INPUT DATA: Begin

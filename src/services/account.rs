// SPDX-License-Identifier: MIT
// Copyright 2026 Roland Dreier <roland@rolandd.dev>

//! Account lifecycle: registration, login, session rotation, profile and
//! credential changes, avatar/cover replacement, and the read-side channel
//! and history views.
//!
//! Every operation returns projections; the stored `User` never leaves this
//! module.

use crate::db::{Database, UserUpdate};
use crate::error::AppError;
use crate::models::{
    ChannelProfile, MediaAsset, MediaKind, OwnerSummary, Subscription, User, UserProfile,
    VideoWithOwner,
};
use crate::services::password;
use crate::services::token::{TokenPair, TokenService};
use crate::services::upload::{StagedFile, UploadPipeline};
use crate::time_utils::now_rfc3339;
use std::collections::HashMap;
use std::sync::Arc;
use validator::ValidateEmail;

/// Registration input, as submitted.
#[derive(Debug, Default)]
pub struct Registration {
    pub username: String,
    pub email: String,
    pub full_name: String,
    pub password: String,
}

/// Which image slot on the user record is being replaced.
#[derive(Debug, Clone, Copy)]
pub enum ProfileImage {
    Avatar,
    CoverImage,
}

impl ProfileImage {
    fn current(self, user: &User) -> Option<&MediaAsset> {
        match self {
            ProfileImage::Avatar => user.avatar.as_ref(),
            ProfileImage::CoverImage => user.cover_image.as_ref(),
        }
    }

    fn update(self, asset: MediaAsset) -> UserUpdate {
        match self {
            ProfileImage::Avatar => UserUpdate {
                avatar: Some(asset),
                ..Default::default()
            },
            ProfileImage::CoverImage => UserUpdate {
                cover_image: Some(asset),
                ..Default::default()
            },
        }
    }

    fn label(self) -> &'static str {
        match self {
            ProfileImage::Avatar => "Avatar",
            ProfileImage::CoverImage => "Cover image",
        }
    }
}

/// Coordinates account operations across the database, token service and
/// upload pipeline.
#[derive(Clone)]
pub struct AccountService {
    db: Arc<dyn Database>,
    tokens: TokenService,
    uploads: UploadPipeline,
}

/// Trim a required field, failing if nothing is left.
pub(crate) fn required_field(value: &str, name: &str) -> Result<String, AppError> {
    let trimmed = value.trim();
    if trimmed.is_empty() {
        return Err(AppError::Validation(format!("{} is required", name)));
    }
    Ok(trimmed.to_string())
}

fn normalize_email(email: &str) -> Result<String, AppError> {
    let email = required_field(email, "Email")?.to_lowercase();
    if !email.validate_email() {
        return Err(AppError::Validation("Email is invalid".to_string()));
    }
    Ok(email)
}

fn normalize_identifier(identifier: &str) -> String {
    identifier.trim().to_lowercase()
}

impl AccountService {
    pub fn new(db: Arc<dyn Database>, tokens: TokenService, uploads: UploadPipeline) -> Self {
        Self {
            db,
            tokens,
            uploads,
        }
    }

    async fn load_user(&self, user_id: &str) -> Result<User, AppError> {
        self.db
            .get_user(user_id)
            .await?
            .ok_or_else(|| AppError::NotFound(format!("User {} not found", user_id)))
    }

    /// Create an account. The avatar is required, the cover image optional.
    pub async fn register(
        &self,
        input: Registration,
        avatar: Option<StagedFile>,
        cover_image: Option<StagedFile>,
    ) -> Result<UserProfile, AppError> {
        if [
            &input.username,
            &input.email,
            &input.full_name,
            &input.password,
        ]
        .iter()
        .any(|field| field.trim().is_empty())
        {
            return Err(AppError::Validation("All fields are required".to_string()));
        }

        let username = normalize_identifier(&input.username);
        let email = normalize_email(&input.email)?;
        let full_name = input.full_name.trim().to_string();

        let avatar =
            avatar.ok_or_else(|| AppError::Validation("Avatar image is required".to_string()))?;

        if self.db.find_user_by_username(&username).await?.is_some()
            || self.db.find_user_by_email(&email).await?.is_some()
        {
            return Err(AppError::Conflict(
                "User with this username or email already exists".to_string(),
            ));
        }

        let password_hash = password::hash(input.password).await?;

        let mut files = vec![(avatar, MediaKind::Image)];
        if let Some(cover) = cover_image {
            files.push((cover, MediaKind::Image));
        }
        let mut uploaded = self.uploads.externalize_all(files).await?.into_iter();
        let avatar = uploaded.next().map(|m| m.asset);
        let cover_image = uploaded.next().map(|m| m.asset);

        let now = now_rfc3339();
        let user = User {
            id: uuid::Uuid::new_v4().to_string(),
            username,
            email,
            full_name,
            password_hash,
            avatar,
            cover_image,
            refresh_token: None,
            watch_history: Vec::new(),
            created_at: now.clone(),
            updated_at: now,
        };

        if let Err(e) = self.db.insert_user(&user).await {
            self.uploads
                .discard_all(user.avatar.iter().chain(user.cover_image.iter()))
                .await;
            return Err(e);
        }

        tracing::info!(user_id = %user.id, username = %user.username, "User registered");
        Ok(user.profile())
    }

    /// Authenticate by username or email. Unknown identifiers and wrong
    /// passwords are indistinguishable to the caller.
    pub async fn login(
        &self,
        identifier: &str,
        password: &str,
    ) -> Result<(UserProfile, TokenPair), AppError> {
        let identifier = normalize_identifier(identifier);
        if identifier.is_empty() || password.is_empty() {
            return Err(AppError::Validation(
                "Identifier and password are required".to_string(),
            ));
        }

        let user = match self.db.find_user_by_username(&identifier).await? {
            Some(user) => Some(user),
            None => self.db.find_user_by_email(&identifier).await?,
        };

        let Some(user) = user else {
            tracing::info!("Login failed: unknown identifier");
            return Err(AppError::InvalidCredentials);
        };

        if !password::verify(password.to_string(), user.password_hash.clone()).await {
            tracing::info!(user_id = %user.id, "Login failed: wrong password");
            return Err(AppError::InvalidCredentials);
        }

        let pair = self.tokens.issue_token_pair(&user.id).await?;
        tracing::info!(user_id = %user.id, "User logged in");
        Ok((user.profile(), pair))
    }

    pub async fn logout(&self, user_id: &str) -> Result<(), AppError> {
        self.tokens.revoke(user_id).await?;
        tracing::info!(user_id, "User logged out");
        Ok(())
    }

    /// Rotate a refresh token into a new pair.
    pub async fn refresh(&self, refresh_token: &str) -> Result<(UserProfile, TokenPair), AppError> {
        let (user, pair) = self.tokens.rotate(refresh_token).await?;
        Ok((user.profile(), pair))
    }

    pub async fn change_password(
        &self,
        user_id: &str,
        old_password: &str,
        new_password: &str,
    ) -> Result<(), AppError> {
        if new_password.trim().is_empty() {
            return Err(AppError::Validation("New password is required".to_string()));
        }

        let user = self.load_user(user_id).await?;

        if !password::verify(old_password.to_string(), user.password_hash).await {
            return Err(AppError::InvalidCredentials);
        }

        let update = UserUpdate {
            password_hash: Some(password::hash(new_password.to_string()).await?),
            ..Default::default()
        };
        self.db.update_user_fields(user_id, &update).await?;

        tracing::info!(user_id, "Password changed");
        Ok(())
    }

    /// Update email and/or full name.
    pub async fn update_profile(
        &self,
        user_id: &str,
        email: Option<&str>,
        full_name: Option<&str>,
    ) -> Result<UserProfile, AppError> {
        if email.is_none() && full_name.is_none() {
            return Err(AppError::Validation(
                "Email or full name is required".to_string(),
            ));
        }

        let email = email.map(normalize_email).transpose()?;
        let full_name = full_name
            .map(|name| required_field(name, "Full name"))
            .transpose()?;

        let update = UserUpdate {
            email,
            full_name,
            ..Default::default()
        };
        let updated = self.db.update_user_fields(user_id, &update).await?;
        Ok(updated.current.profile())
    }

    /// Replace the avatar or cover image. The previous asset is deleted from
    /// media storage once the new reference is committed.
    pub async fn replace_image(
        &self,
        user_id: &str,
        image: ProfileImage,
        file: Option<StagedFile>,
    ) -> Result<UserProfile, AppError> {
        let file = file
            .ok_or_else(|| AppError::Validation(format!("{} file is missing", image.label())))?;

        self.load_user(user_id).await?;

        let uploaded = self.uploads.externalize(file, MediaKind::Image).await?;
        let updated = match self
            .db
            .update_user_fields(user_id, &image.update(uploaded.asset.clone()))
            .await
        {
            Ok(updated) => updated,
            Err(e) => {
                self.uploads.discard(&uploaded.asset).await;
                return Err(e);
            }
        };

        if let Some(previous) = image.current(&updated.previous) {
            self.uploads.discard(previous).await;
        }

        tracing::info!(user_id, image = image.label(), "Profile image replaced");
        Ok(updated.current.profile())
    }

    pub async fn current_user(&self, user_id: &str) -> Result<UserProfile, AppError> {
        Ok(self.load_user(user_id).await?.profile())
    }

    /// Public channel view, relative to `viewer_id`.
    pub async fn channel_profile(
        &self,
        viewer_id: &str,
        username: &str,
    ) -> Result<ChannelProfile, AppError> {
        let username = normalize_identifier(username);
        if username.is_empty() {
            return Err(AppError::Validation("Username is missing".to_string()));
        }

        let channel = self
            .db
            .find_user_by_username(&username)
            .await?
            .ok_or_else(|| AppError::NotFound(format!("Channel {} does not exist", username)))?;

        let (subscribers_count, channels_subscribed_to_count, subscription) = tokio::try_join!(
            self.db.count_subscribers(&channel.id),
            self.db.count_subscriptions(&channel.id),
            self.db.get_subscription(viewer_id, &channel.id),
        )?;

        Ok(ChannelProfile {
            id: channel.id,
            username: channel.username,
            email: channel.email,
            full_name: channel.full_name,
            avatar: channel.avatar.map(|a| a.url),
            cover_image: channel.cover_image.map(|a| a.url),
            subscribers_count,
            channels_subscribed_to_count,
            is_subscribed: subscription.is_some(),
        })
    }

    /// Subscribe to a channel, or unsubscribe if already subscribed.
    /// Returns whether the viewer is subscribed afterwards.
    pub async fn toggle_subscription(
        &self,
        viewer_id: &str,
        username: &str,
    ) -> Result<bool, AppError> {
        let username = normalize_identifier(username);
        let channel = self
            .db
            .find_user_by_username(&username)
            .await?
            .ok_or_else(|| AppError::NotFound(format!("Channel {} does not exist", username)))?;

        if channel.id == viewer_id {
            return Err(AppError::Validation(
                "You cannot subscribe to your own channel".to_string(),
            ));
        }

        if self
            .db
            .get_subscription(viewer_id, &channel.id)
            .await?
            .is_some()
        {
            self.db.delete_subscription(viewer_id, &channel.id).await?;
            tracing::info!(subscriber = viewer_id, channel = %channel.id, "Unsubscribed");
            return Ok(false);
        }

        self.db
            .insert_subscription(&Subscription {
                subscriber: viewer_id.to_string(),
                channel: channel.id.clone(),
                created_at: now_rfc3339(),
            })
            .await?;
        tracing::info!(subscriber = viewer_id, channel = %channel.id, "Subscribed");
        Ok(true)
    }

    /// Watched videos, most recent first. Videos deleted since are skipped.
    pub async fn watch_history(&self, user_id: &str) -> Result<Vec<VideoWithOwner>, AppError> {
        let user = self.load_user(user_id).await?;
        let mut owners: HashMap<String, Option<OwnerSummary>> = HashMap::new();
        let mut history = Vec::with_capacity(user.watch_history.len());

        for video_id in user.watch_history.iter().rev() {
            let Some(video) = self.db.get_video(video_id).await? else {
                continue;
            };

            if !owners.contains_key(&video.owner) {
                let owner = self
                    .db
                    .get_user(&video.owner)
                    .await?
                    .map(|u| u.owner_summary());
                owners.insert(video.owner.clone(), owner);
            }
            let owner = owners.get(&video.owner).cloned().flatten();

            history.push(VideoWithOwner::new(&video, owner));
        }

        Ok(history)
    }
}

INPUT DATA: End

### ACTIVITY
Your task is to say how many lines in the entries above contain the word "transpose". Please write only the number.

### ANSWER TO THIS EXERCISE
2